MATERIAL FOR THIS TASK Block Start

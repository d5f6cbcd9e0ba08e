// Copyright 2025 Neuraville Inc.
// SPDX-License-Identifier: Apache-2.0

/*!
# neuroweave-stats

Cross-run statistical aggregation of recorded activity.

A simulation run produces one binary activity matrix (elements x time
bins). This crate stacks the matrices of repeated runs and produces the
summary consumed by downstream analysis: per-cell mean, standard deviation
(with a floor substitution for exact-zero variance), z-score, one-sample
t-statistic against a fixed reference, and an any-activity mask.

The crate has no dependency on how the activity was generated; it consumes
whatever matrices the execution engine recorded.

Copyright 2025 Neuraville Inc.
Licensed under the Apache License, Version 2.0
*/

use ndarray::Array2;
use tracing::info;

/// Crate version from Cargo.toml
pub const VERSION: &str = env!("CARGO_PKG_VERSION");

/// Result type for aggregation operations
pub type StatsResult<T> = Result<T, StatsError>;

/// Errors that can occur during aggregation
#[derive(Debug, thiserror::Error)]
pub enum StatsError {
    #[error("No runs supplied")]
    EmptyRunSet,

    #[error("At least 2 runs are required for cross-run statistics, got {0}")]
    TooFewRuns(usize),

    #[error("Run {index} has shape {actual:?}, expected {expected:?}")]
    ShapeMismatch {
        index: usize,
        expected: (usize, usize),
        actual: (usize, usize),
    },

    #[error("Spike ({element}, {bin}) outside matrix of {elements} elements x {bins} bins")]
    SpikeOutOfBounds {
        element: usize,
        bin: usize,
        elements: usize,
        bins: usize,
    },

    #[error("Every cell has zero variance; z-scores are undefined")]
    DegenerateVariance,
}

/// Aggregated cross-run statistics, persisted as one named results object.
#[derive(Debug, Clone, PartialEq)]
pub struct RunStatistics {
    pub name: String,
    /// Number of runs aggregated.
    pub runs: usize,
    /// Per-cell mean activity across runs.
    pub mean: Array2<f64>,
    /// Per-cell population standard deviation (ddof 0), with exact-zero
    /// entries replaced by the smallest non-zero std observed anywhere in
    /// the matrix, so the z-score never divides by zero.
    pub std: Array2<f64>,
    /// `mean / std` (floored std).
    pub z: Array2<f64>,
    /// One-sample t-statistic against the reference value (sample std,
    /// ddof 1). Cells with zero sample variance yield +/-inf, or NaN when
    /// the mean equals the reference, matching the usual convention.
    pub t: Array2<f64>,
    /// True where any run showed activity.
    pub any: Array2<bool>,
}

/// Build one run's binary activity matrix from (element, time-bin) spike
/// events. Repeated events for one cell are idempotent.
pub fn activity_matrix(
    spikes: impl IntoIterator<Item = (usize, usize)>,
    elements: usize,
    bins: usize,
) -> StatsResult<Array2<f64>> {
    let mut matrix = Array2::zeros((elements, bins));
    for (element, bin) in spikes {
        if element >= elements || bin >= bins {
            return Err(StatsError::SpikeOutOfBounds {
                element,
                bin,
                elements,
                bins,
            });
        }
        matrix[[element, bin]] = 1.0;
    }
    Ok(matrix)
}

/// Aggregate repeated runs into a named [`RunStatistics`] object.
///
/// All runs must share one shape. `reference` is the fixed value the
/// one-sample t-statistic tests against (0.5 for binary activity with no
/// preference).
pub fn aggregate(name: &str, runs: &[Array2<f64>], reference: f64) -> StatsResult<RunStatistics> {
    let n = runs.len();
    if n == 0 {
        return Err(StatsError::EmptyRunSet);
    }
    if n < 2 {
        return Err(StatsError::TooFewRuns(n));
    }

    let shape = runs[0].dim();
    for (index, run) in runs.iter().enumerate() {
        if run.dim() != shape {
            return Err(StatsError::ShapeMismatch {
                index,
                expected: shape,
                actual: run.dim(),
            });
        }
    }

    let nf = n as f64;
    let mut mean = Array2::<f64>::zeros(shape);
    for run in runs {
        mean += run;
    }
    mean /= nf;

    let mut var = Array2::<f64>::zeros(shape);
    for run in runs {
        let delta = run - &mean;
        var += &(&delta * &delta);
    }
    var /= nf;
    let std_raw = var.mapv(f64::sqrt);

    // Floor substitution: exact-zero std entries take the smallest non-zero
    // std observed, so z stays finite everywhere something varied.
    let floor = std_raw
        .iter()
        .copied()
        .filter(|&s| s > 0.0)
        .fold(f64::INFINITY, f64::min);
    if !floor.is_finite() {
        return Err(StatsError::DegenerateVariance);
    }
    let std = std_raw.mapv(|s| if s == 0.0 { floor } else { s });

    let z = &mean / &std;

    // Sample std (ddof 1) for the t-statistic; the raw std is kept for the
    // reported std/z fields.
    let sample_std = var.mapv(|v| (v * nf / (nf - 1.0)).sqrt());
    let t = (&mean - reference) * nf.sqrt() / &sample_std;

    let mut any = Array2::from_elem(shape, false);
    for run in runs {
        for (cell, &v) in any.iter_mut().zip(run.iter()) {
            *cell = *cell || v != 0.0;
        }
    }

    info!(
        target: "neuroweave-stats",
        "Aggregated '{}': {} runs of {}x{} activity",
        name, n, shape.0, shape.1
    );

    Ok(RunStatistics {
        name: name.to_string(),
        runs: n,
        mean,
        std,
        z,
        t,
        any,
    })
}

MATERIAL FOR THIS TASK Block End

• PROBLEM REQUIREMENTS
Return all lines of the data in which the string "with" appears.

• TASK ANSWER
(with a floor substitution for exact-zero variance), z-score, one-sample
    /// Per-cell population standard deviation (ddof 0), with exact-zero
    /// ddof 1). Cells with zero sample variance yield +/-inf, or NaN when
/// one-sample t-statistic tests against (0.5 for binary activity with no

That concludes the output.